Sony Pictures Entertainment has canceled the planned Dec. 25 release of the movie "The Interview" after a decision from theater owners, including Celebration! Cinemas and AMC Entertainment, not to show it on their own.

Here is Sony Pictures Entertainment's full statement:

In light of the decision by the majority of our exhibitors not to show the film The Interview, we have decided not to move forward with the planned December 25 theatrical release. We respect and understand our partners’ decision and, of course, completely share their paramount interest in the safety of employees and theater-goers.

"Sony Pictures has been the victim of an unprecedented criminal assault against our employees, our customers, and our business.
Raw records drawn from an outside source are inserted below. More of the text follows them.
//! Download execution with (credential tier × format selector) fallback
//!
//! Attempts walk the format ladder within each credential tier.
//! Format and transport failures advance within the tier; an
//! availability or authentication failure abandons the tier, since a
//! different format will not fix a gone or gated item, but anonymous
//! access sometimes succeeds where stale cookies fail.

use std::path::{Path, PathBuf};
use std::sync::Arc;
use tokio::sync::mpsc;
use tokio_util::sync::CancellationToken;

use crate::models::MediaReference;
use crate::services::media::{CredentialProfile, MediaError, MediaService, TransferProgress};

/// Format selector ladder, strongest first. The last entries accept
/// video-only sources whose audio track is extracted anyway.
pub const FORMAT_LADDER: [&str; 5] = [
    "bestaudio/best/worst",
    "bestaudio/best",
    "best/worst",
    "best[height<=720]/best",
    "worst[ext=mp4]/worst",
];

/// A prepared attempt matrix: credential tiers outer, formats inner.
#[derive(Debug, Clone)]
pub struct DownloadPlan {
    pub tiers: Vec<Option<CredentialProfile>>,
    pub formats: Vec<String>,
}

impl DownloadPlan {
    /// The standard plan: authenticated tier first when credentials
    /// exist, then anonymous; the full format ladder in each tier.
    pub fn standard(credentials: Option<CredentialProfile>) -> Self {
        let tiers = match credentials {
            Some(profile) => vec![Some(profile), None],
            None => vec![None],
        };
        Self {
            tiers,
            formats: FORMAT_LADDER.iter().map(|s| s.to_string()).collect(),
        }
    }
}

pub struct DownloadExecutor {
    media: Arc<dyn MediaService>,
}

impl DownloadExecutor {
    pub fn new(media: Arc<dyn MediaService>) -> Self {
        Self { media }
    }

    /// Run the plan until one attempt produces a file. On exhaustion
    /// the most recent error is returned.
    pub async fn download(
        &self,
        reference: &MediaReference,
        plan: &DownloadPlan,
        output_base: &Path,
        progress: mpsc::Sender<TransferProgress>,
        cancel: &CancellationToken,
    ) -> Result<PathBuf, MediaError> {
        let mut last_error = MediaError::Parse("empty download plan".to_string());
        let mut attempt = 0usize;

        for tier in &plan.tiers {
            let tier_name = tier.as_ref().map(|p| p.name.as_str()).unwrap_or("anonymous");
            for format_selector in &plan.formats {
                if cancel.is_cancelled() {
                    return Err(MediaError::Cancelled);
                }
                attempt += 1;
                if attempt > 1 {
                    tracing::info!(
                        "retrying {} (attempt {}, tier {}, format {})",
                        reference.video_id,
                        attempt,
                        tier_name,
                        format_selector
                    );
                }

                match self
                    .media
                    .download(
                        &reference.url,
                        format_selector,
                        tier.as_ref(),
                        output_base,
                        progress.clone(),
                        cancel,
                    )
                    .await
                {
                    Ok(path) => {
                        tracing::info!(
                            "downloaded {} on attempt {} ({} / {})",
                            reference.video_id,
                            attempt,
                            tier_name,
                            format_selector
                        );
                        return Ok(path);
                    }
                    Err(MediaError::Cancelled) => return Err(MediaError::Cancelled),
                    Err(e) if e.retry_same_tier() => {
                        tracing::warn!(
                            "attempt {} failed for {} ({}): {}",
                            attempt,
                            reference.video_id,
                            format_selector,
                            e
                        );
                        last_error = e;
                    }
                    Err(e) => {
                        // Unavailable or auth-gated: abandon this tier
                        tracing::warn!(
                            "tier {} abandoned for {}: {}",
                            tier_name,
                            reference.video_id,
                            e
                        );
                        last_error = e;
                        break;
                    }
                }
            }
        }
        Err(last_error)
    }
}
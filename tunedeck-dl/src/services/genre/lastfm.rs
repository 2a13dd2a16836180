//! Last.fm track.getInfo strategy
//!
//! Works with or without an API key; without one the endpoint usually
//! rejects the call, which simply becomes a pass.

use async_trait::async_trait;
use serde::Deserialize;
use std::time::Duration;

use super::musicbrainz::title_case;
use super::{ClassifyContext, GenreStrategy};
use crate::models::GenreSource;

const API_URL: &str = "http://ws.audioscrobbler.com/2.0/";
const TIMEOUT: Duration = Duration::from_secs(5);

#[derive(Debug, Deserialize)]
struct TrackInfoResponse {
    track: Option<TrackInfo>,
}

#[derive(Debug, Deserialize)]
struct TrackInfo {
    toptags: Option<TopTags>,
}

#[derive(Debug, Deserialize)]
struct TopTags {
    #[serde(default)]
    tag: Vec<TagEntry>,
}

#[derive(Debug, Deserialize)]
struct TagEntry {
    name: String,
}

pub struct LastFmStrategy {
    http: reqwest::Client,
    api_key: Option<String>,
}

impl LastFmStrategy {
    pub fn new(http: reqwest::Client, api_key: Option<String>) -> Self {
        Self { http, api_key }
    }

    async fn top_tag(&self, artist: &str, track: &str) -> Option<String> {
        let mut params: Vec<(&str, &str)> = vec![
            ("method", "track.getInfo"),
            ("artist", artist),
            ("track", track),
            ("format", "json"),
        ];
        if let Some(key) = &self.api_key {
            params.push(("api_key", key));
        }

        let response = self
            .http
            .get(API_URL)
            .query(&params)
            .timeout(TIMEOUT)
            .send()
            .await
            .ok()?;
        if !response.status().is_success() {
            tracing::debug!("Last.fm returned {}", response.status());
            return None;
        }
        let data: TrackInfoResponse = response.json().await.ok()?;
        data.track?
            .toptags?
            .tag
            .into_iter()
            .map(|t| title_case(&t.name))
            .find(|name| name.len() > 2)
    }
}

#[async_trait]
impl GenreStrategy for LastFmStrategy {
    fn source(&self) -> GenreSource {
        GenreSource::ExternalRegistry
    }

    async fn classify(&self, ctx: &ClassifyContext<'_>) -> Option<String> {
        let artist = ctx.fields.artist.as_deref()?;
        self.top_tag(artist, &ctx.fields.title).await
    }
}
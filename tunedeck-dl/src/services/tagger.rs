//! ID3 tag writing for downloaded files

use lofty::config::WriteOptions;
use lofty::file::{AudioFile, TaggedFileExt};
use lofty::probe::Probe;
use lofty::tag::{Accessor, Tag, TagExt, TagType};
use std::path::Path;
use thiserror::Error;

use crate::models::ExtractedFields;

#[derive(Debug, Error)]
pub enum TagError {
    #[error("Failed to read file: {0}")]
    ReadError(String),

    #[error("Failed to write tags: {0}")]
    WriteError(String),
}

/// Write title, artist, genre, and year onto a finished download.
/// Callers treat failures as non-fatal; a missing tag never loses a
/// downloaded file.
pub fn write_tags(path: &Path, fields: &ExtractedFields, genre: Option<&str>) -> Result<(), TagError> {
    let mut tagged_file = Probe::open(path)
        .map_err(|e| TagError::ReadError(e.to_string()))?
        .read()
        .map_err(|e| TagError::ReadError(e.to_string()))?;

    if tagged_file.primary_tag_mut().is_none() {
        let tag_type = tagged_file.primary_tag_type();
        tagged_file.insert_tag(Tag::new(tag_type));
    }
    let tag = match tagged_file.primary_tag_mut() {
        Some(tag) => tag,
        None => {
            let mut fallback = Tag::new(TagType::Id3v2);
            apply_fields(&mut fallback, fields, genre);
            return fallback
                .save_to_path(path, WriteOptions::default())
                .map_err(|e| TagError::WriteError(e.to_string()));
        }
    };
    apply_fields(tag, fields, genre);

    tagged_file
        .save_to_path(path, WriteOptions::default())
        .map_err(|e| TagError::WriteError(e.to_string()))
}

/// Measured stream properties of an audio file.
#[derive(Debug, Clone, Copy)]
pub struct AudioProperties {
    pub duration_seconds: f64,
    pub bitrate_kbps: Option<i64>,
}

/// Probe an existing file for duration and bitrate.
pub fn read_properties(path: &Path) -> Result<AudioProperties, TagError> {
    let tagged_file = Probe::open(path)
        .map_err(|e| TagError::ReadError(e.to_string()))?
        .read()
        .map_err(|e| TagError::ReadError(e.to_string()))?;
    let props = tagged_file.properties();
    Ok(AudioProperties {
        duration_seconds: props.duration().as_secs_f64(),
        bitrate_kbps: props.audio_bitrate().map(|b| b as i64),
    })
}

fn apply_fields(tag: &mut Tag, fields: &ExtractedFields, genre: Option<&str>) {
    tag.set_title(fields.title.clone());
    if let Some(artist) = &fields.artist {
        tag.set_artist(artist.clone());
    }
    if let Some(year) = fields.year {
        if year > 0 {
            tag.set_year(year as u32);
        }
    }
    if let Some(genre) = genre {
        tag.set_genre(genre.to_string());
    }
}
//! tunedeck-dl library interface
//!
//! Exposes the service internals for integration testing.

pub mod api;
pub mod db;
pub mod error;
pub mod models;
pub mod services;
pub mod workflow;

pub use crate::error::{ApiError, ApiResult};

use axum::Router;
use chrono::{DateTime, Utc};
use sqlx::SqlitePool;
use std::sync::Arc;
use tower_http::cors::CorsLayer;
use tower_http::trace::TraceLayer;
use tunedeck_common::config::Settings;
use tunedeck_common::events::EventBus;

use crate::services::playlist::PlaylistBrowser;
use crate::workflow::{TaskTracker, WorkerPool};

/// Application state shared across handlers
#[derive(Clone)]
pub struct AppState {
    /// Database connection pool
    pub db: SqlitePool,
    /// Resolved runtime settings
    pub settings: Arc<Settings>,
    /// Event bus for state change broadcasts
    pub event_bus: Arc<EventBus>,
    /// In-memory task registry
    pub tracker: Arc<TaskTracker>,
    /// Bounded download queue
    pub workers: WorkerPool,
    /// Playlist browsing service
    pub browser: Arc<PlaylistBrowser>,
    /// Service startup timestamp for uptime tracking
    pub startup_time: DateTime<Utc>,
}

impl AppState {
    pub fn new(
        db: SqlitePool,
        settings: Arc<Settings>,
        event_bus: Arc<EventBus>,
        tracker: Arc<TaskTracker>,
        workers: WorkerPool,
        browser: Arc<PlaylistBrowser>,
    ) -> Self {
        Self {
            db,
            settings,
            event_bus,
            tracker,
            workers,
            browser,
            startup_time: Utc::now(),
        }
    }
}

/// Build application router
pub fn build_router(state: AppState) -> Router {
    Router::new()
        .merge(api::download_routes())
        .merge(api::playlist_routes())
        .merge(api::catalog_routes())
        .merge(api::health_routes())
        .layer(TraceLayer::new_for_http())
        .layer(CorsLayer::permissive())
        .with_state(state)
}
Those who attacked us stole our intellectual property, private emails, and sensitive and proprietary material, and sought to destroy our spirit and our morale – all apparently to thwart the release of a movie they did not like. We are deeply saddened at this brazen effort to suppress the distribution of a movie, and in the process do damage to our company, our employees, and the American public. We stand by our filmmakers and their right to free expression and are extremely disappointed by this outcome."

All five of the United States' largest movie theater chains -- AMC Entertainment, Carmike Cinemas, Cinemark, Cineplex Entertainment and Regal Entertainment -- in addition to Grand Rapids-based Celebration! Cinemas had decided against showing "The Interview" following the threats of terrorism issued by the hacker group, Guardians of Peace.

Although the U.S. Department of Homeland Security responded by saying they could find “no credible info” on planned attacks, Sony has decided to place the decision to screen the film in the hands of theater executives.

U.S. officials have linked North Korea's government to the Sony hacking, The New York Times reported. Guardians of Peace earlier today had announced it was responsible for the Nov. 24 Sony hacking and was threatening a terrorist attack comparable to 9/11.

Theater owners had been seeking increased security if they chose to screen the comedy film, a farce about two American journalists (James Franco and Seth Rogen) playing unlikely assassins in an attempt to assassinate North Korean leader Kim Kim Jong-un.